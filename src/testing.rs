//! In-memory doubles for the stores, storage and mailer.

use std::{
    collections::HashMap,
    sync::{
        atomic::{AtomicBool, Ordering},
        Arc, Mutex,
    },
};

use async_trait::async_trait;
use bytes::Bytes;
use time::OffsetDateTime;
use uuid::Uuid;

use crate::{
    auth::{
        jwt::JwtKeys,
        repo::UserStore,
        repo_types::{NewUser, User},
    },
    config::{AppConfig, EmailConfig, JwtConfig, StorageConfig},
    mail::{Mailer, OutboundEmail},
    news::{
        repo::{PostStore, StoreError},
        repo_types::{NewPost, Post, PostFilter},
    },
    state::AppState,
    storage::StorageClient,
};

pub fn test_config() -> AppConfig {
    AppConfig {
        host: "127.0.0.1".into(),
        port: 0,
        database_url: "postgres://localhost/unused".into(),
        jwt: JwtConfig {
            secret: "test-secret".into(),
            issuer: "amani-center".into(),
            audience: "amani-center-admin".into(),
            ttl_seconds: 3600,
        },
        storage: StorageConfig::Local {
            dir: "uploads".into(),
            url_base: "/uploads".into(),
        },
        email: EmailConfig {
            api_url: "http://127.0.0.1:9/v3/smtp/email".into(),
            api_key: None,
            from_address: "no-reply@x.org".into(),
            from_name: "Amani Center".into(),
            operator_address: "office@x.org".into(),
        },
        cors_allowed_origins: Vec::new(),
        image_url_pattern: r"^https://res\.cloudinary\.com/[^/]+/image/upload/.+".into(),
        expose_error_details: false,
    }
}

pub fn test_keys() -> JwtKeys {
    JwtKeys::new(&test_config().jwt)
}

#[derive(Default)]
pub struct MemoryUserStore {
    users: Mutex<Vec<User>>,
}

impl MemoryUserStore {
    pub fn len(&self) -> usize {
        self.users.lock().unwrap().len()
    }
}

#[async_trait]
impl UserStore for MemoryUserStore {
    async fn find_by_email(&self, email: &str) -> anyhow::Result<Option<User>> {
        let users = self.users.lock().unwrap();
        Ok(users
            .iter()
            .find(|u| u.email.eq_ignore_ascii_case(email))
            .cloned())
    }

    async fn find_by_username(&self, username: &str) -> anyhow::Result<Option<User>> {
        let users = self.users.lock().unwrap();
        Ok(users.iter().find(|u| u.username == username).cloned())
    }

    async fn create(&self, user: NewUser) -> anyhow::Result<User> {
        let now = OffsetDateTime::now_utc();
        let user = User {
            id: Uuid::new_v4(),
            username: user.username,
            email: user.email.to_lowercase(),
            password_hash: user.password_hash,
            role: user.role,
            created_at: now,
            updated_at: now,
        };
        self.users.lock().unwrap().push(user.clone());
        Ok(user)
    }
}

/// Enforces slug uniqueness on write, like the database's unique index.
#[derive(Default)]
pub struct MemoryPostStore {
    posts: Mutex<Vec<Post>>,
    skip_precheck: AtomicBool,
}

impl MemoryPostStore {
    pub fn len(&self) -> usize {
        self.posts.lock().unwrap().len()
    }

    /// Makes `slug_exists` always answer `false`, as a concurrent writer would see it.
    pub fn skip_slug_precheck(&self, skip: bool) {
        self.skip_precheck.store(skip, Ordering::SeqCst);
    }
}

#[async_trait]
impl PostStore for MemoryPostStore {
    async fn list(&self, filter: &PostFilter) -> anyhow::Result<Vec<Post>> {
        let mut posts: Vec<Post> = self
            .posts
            .lock()
            .unwrap()
            .iter()
            .filter(|p| filter.category.map_or(true, |c| p.category == c))
            .filter(|p| filter.exclude != Some(p.id))
            .cloned()
            .collect();
        posts.sort_by(|a, b| {
            b.date
                .cmp(&a.date)
                .then_with(|| b.created_at.cmp(&a.created_at))
        });
        posts.truncate(usize::try_from(filter.limit).unwrap_or(0));
        Ok(posts)
    }

    async fn find_by_slug(&self, slug: &str) -> anyhow::Result<Option<Post>> {
        let posts = self.posts.lock().unwrap();
        Ok(posts.iter().find(|p| p.slug == slug).cloned())
    }

    async fn find_by_id(&self, id: Uuid) -> anyhow::Result<Option<Post>> {
        let posts = self.posts.lock().unwrap();
        Ok(posts.iter().find(|p| p.id == id).cloned())
    }

    async fn slug_exists(&self, slug: &str, exclude: Option<Uuid>) -> anyhow::Result<bool> {
        if self.skip_precheck.load(Ordering::SeqCst) {
            return Ok(false);
        }
        let posts = self.posts.lock().unwrap();
        Ok(posts
            .iter()
            .any(|p| p.slug == slug && Some(p.id) != exclude))
    }

    async fn image_in_use(&self, image: &str, exclude: Option<Uuid>) -> anyhow::Result<bool> {
        let posts = self.posts.lock().unwrap();
        Ok(posts
            .iter()
            .any(|p| p.image.as_deref() == Some(image) && Some(p.id) != exclude))
    }

    async fn insert(&self, post: NewPost) -> Result<Post, StoreError> {
        let mut posts = self.posts.lock().unwrap();
        if posts.iter().any(|p| p.slug == post.slug) {
            return Err(StoreError::SlugTaken(post.slug));
        }
        let now = OffsetDateTime::now_utc();
        let created = Post {
            id: Uuid::new_v4(),
            title: post.title,
            slug: post.slug,
            content: post.content,
            excerpt: post.excerpt,
            date: post.date,
            read_time: post.read_time,
            category: post.category,
            tags: post.tags,
            image: post.image,
            author: post.author,
            created_at: now,
            updated_at: now,
        };
        posts.push(created.clone());
        Ok(created)
    }

    async fn update(&self, id: Uuid, post: NewPost) -> Result<Option<Post>, StoreError> {
        let mut posts = self.posts.lock().unwrap();
        if posts.iter().any(|p| p.slug == post.slug && p.id != id) {
            return Err(StoreError::SlugTaken(post.slug));
        }
        let Some(existing) = posts.iter_mut().find(|p| p.id == id) else {
            return Ok(None);
        };
        existing.title = post.title;
        existing.slug = post.slug;
        existing.content = post.content;
        existing.excerpt = post.excerpt;
        existing.date = post.date;
        existing.read_time = post.read_time;
        existing.category = post.category;
        existing.tags = post.tags;
        existing.image = post.image;
        existing.author = post.author;
        existing.updated_at = OffsetDateTime::now_utc();
        Ok(Some(existing.clone()))
    }

    async fn delete(&self, id: Uuid) -> anyhow::Result<Option<Post>> {
        let mut posts = self.posts.lock().unwrap();
        Ok(posts
            .iter()
            .position(|p| p.id == id)
            .map(|idx| posts.remove(idx)))
    }
}

#[derive(Default)]
pub struct MemoryStorage {
    objects: Mutex<HashMap<String, Bytes>>,
}

impl MemoryStorage {
    pub fn contains(&self, key: &str) -> bool {
        self.objects.lock().unwrap().contains_key(key)
    }

    pub fn len(&self) -> usize {
        self.objects.lock().unwrap().len()
    }
}

#[async_trait]
impl StorageClient for MemoryStorage {
    async fn put_object(&self, key: &str, body: Bytes, _content_type: &str) -> anyhow::Result<()> {
        self.objects.lock().unwrap().insert(key.to_string(), body);
        Ok(())
    }

    async fn delete_object(&self, key: &str) -> anyhow::Result<()> {
        match self.objects.lock().unwrap().remove(key) {
            Some(_) => Ok(()),
            None => anyhow::bail!("no object {key}"),
        }
    }

    fn public_url(&self, key: &str) -> String {
        format!("/uploads/{key}")
    }
}

/// Keeps every delivered email. Sends to `fail_to` are rejected and not kept.
#[derive(Default)]
pub struct RecordingMailer {
    sent: Mutex<Vec<OutboundEmail>>,
    fail_to: Option<String>,
}

impl RecordingMailer {
    pub fn failing_to(address: &str) -> Self {
        Self {
            sent: Mutex::default(),
            fail_to: Some(address.to_string()),
        }
    }

    pub fn sent(&self) -> Vec<OutboundEmail> {
        self.sent.lock().unwrap().clone()
    }
}

#[async_trait]
impl Mailer for RecordingMailer {
    async fn send(&self, email: &OutboundEmail) -> anyhow::Result<()> {
        if self.fail_to.as_deref() == Some(email.to.as_str()) {
            anyhow::bail!("provider rejected {}", email.to);
        }
        self.sent.lock().unwrap().push(email.clone());
        Ok(())
    }
}

pub struct Harness {
    pub state: AppState,
    pub users: Arc<MemoryUserStore>,
    pub posts: Arc<MemoryPostStore>,
    pub storage: Arc<MemoryStorage>,
    pub mailer: Arc<RecordingMailer>,
}

pub fn harness() -> Harness {
    harness_with(test_config(), RecordingMailer::default())
}

pub fn harness_with(config: AppConfig, mailer: RecordingMailer) -> Harness {
    let users = Arc::new(MemoryUserStore::default());
    let posts = Arc::new(MemoryPostStore::default());
    let storage = Arc::new(MemoryStorage::default());
    let mailer = Arc::new(mailer);
    let state = AppState::from_parts(
        Arc::new(config),
        users.clone(),
        posts.clone(),
        storage.clone(),
        mailer.clone(),
    )
    .expect("test state");
    Harness {
        state,
        users,
        posts,
        storage,
        mailer,
    }
}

----------

→ TASK STATEMENT: Using the records above, work out how many lines hold the string "StorageClient"; answer with that number alone.

→ ANSWER AREA: 2